→ **PROBLEM DESCRIPTION**: Lines below starting with the line with "store call failed." and going on through the line with "impl<P: PolicyStore> PolicySynchronizer<P>" must be output exactly; the rest of the records must be left out.

___ TASK INPUT ___

//! Policy synchronizer.
//!
//! Pushes an employee's flattened role set to the scope-blind policy
//! store. The diff is taken against the roles the engine believes the
//! principal holds (`Employee::granted_roles`), not against a remote read.
//! Every grant is a separate call; a failure part way through is reported
//! in the [`SyncReport`] and never rolled back.

use orgiam_core::error::OrgIamResult;
use orgiam_core::policy::PolicyStore;
use orgiam_core::roles::{self, RoleSet};
use tracing::{debug, warn};

/// Outcome of one reconciliation against the policy store.
#[derive(Debug, Clone, Default, PartialEq, Eq)]
pub struct SyncReport {
    /// Roles granted by this call.
    pub granted: Vec<String>,
    /// Roles that should be held (or should have been revoked) but the
    /// store call failed.
    pub failed: Vec<String>,
    /// Whether the principal was fully revoked as part of this call.
    pub revoked_all: bool,
    /// A required full revoke was rejected by the store.
    pub revoke_failed: bool,
    /// What the principal holds afterwards, to the engine's knowledge.
    pub held_after: RoleSet,
    /// First store error, if any.
    pub error: Option<String>,
}

impl SyncReport {
    pub fn is_complete(&self) -> bool {
        self.failed.is_empty() && !self.revoke_failed
    }
}

pub struct PolicySynchronizer<P: PolicyStore> {
    store: P,
}

impl<P: PolicyStore> PolicySynchronizer<P> {
    pub fn new(store: P) -> Self {
        Self { store }
    }

    pub fn store(&self) -> &P {
        &self.store
    }

    /// Bring `principal` from `held` to `desired`.
    ///
    /// Grants the missing roles. When `held` contains a role that is no
    /// longer desired, the store cannot revoke a single role, so the
    /// principal is fully revoked and `desired` granted from scratch.
    pub async fn reconcile(&self, principal: &str, desired: &RoleSet, held: &RoleSet) -> SyncReport {
        let stale = roles::difference(held, desired);
        if !stale.is_empty() {
            debug!(principal, stale = ?stale, "Stale roles held, replacing role set");
            return self.replace(principal, desired, held).await;
        }
        self.grant_missing(principal, desired, held.clone()).await
    }

    /// Full revoke followed by granting `desired`.
    pub async fn replace(&self, principal: &str, desired: &RoleSet, held: &RoleSet) -> SyncReport {
        if let Err(err) = self.store.revoke_all(principal).await {
            warn!(principal, error = %err, "Full revoke failed");
            return SyncReport {
                failed: roles::difference(held, desired).into_iter().collect(),
                revoke_failed: true,
                held_after: held.clone(),
                error: Some(err.to_string()),
                ..SyncReport::default()
            };
        }

        let mut report = self.grant_missing(principal, desired, RoleSet::new()).await;
        report.revoked_all = true;
        report
    }

    /// Revoke every role of `principal`.
    pub async fn revoke_all(&self, principal: &str) -> OrgIamResult<()> {
        self.store.revoke_all(principal).await?;
        debug!(principal, "Principal fully revoked");
        Ok(())
    }

    async fn grant_missing(&self, principal: &str, desired: &RoleSet, held: RoleSet) -> SyncReport {
        let mut report = SyncReport {
            held_after: held,
            ..SyncReport::default()
        };

        for role in roles::difference(desired, &report.held_after) {
            match self.store.grant(principal, &role).await {
                Ok(()) => {
                    report.held_after.insert(role.clone());
                    report.granted.push(role);
                }
                Err(err) => {
                    warn!(principal, role = %role, error = %err, "Grant failed");
                    report.error.get_or_insert_with(|| err.to_string());
                    report.failed.push(role);
                }
            }
        }

        debug!(
            principal,
            granted = ?report.granted,
            failed = ?report.failed,
            "Policy sync finished"
        );
        report
    }
}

___

→ **REPLY**:
    /// store call failed.
    pub failed: Vec<String>,
    /// Whether the principal was fully revoked as part of this call.
    pub revoked_all: bool,
    /// A required full revoke was rejected by the store.
    pub revoke_failed: bool,
    /// What the principal holds afterwards, to the engine's knowledge.
    pub held_after: RoleSet,
    /// First store error, if any.
    pub error: Option<String>,
}

impl SyncReport {
    pub fn is_complete(&self) -> bool {
        self.failed.is_empty() && !self.revoke_failed
    }
}

pub struct PolicySynchronizer<P: PolicyStore> {
    store: P,
}

impl<P: PolicyStore> PolicySynchronizer<P> {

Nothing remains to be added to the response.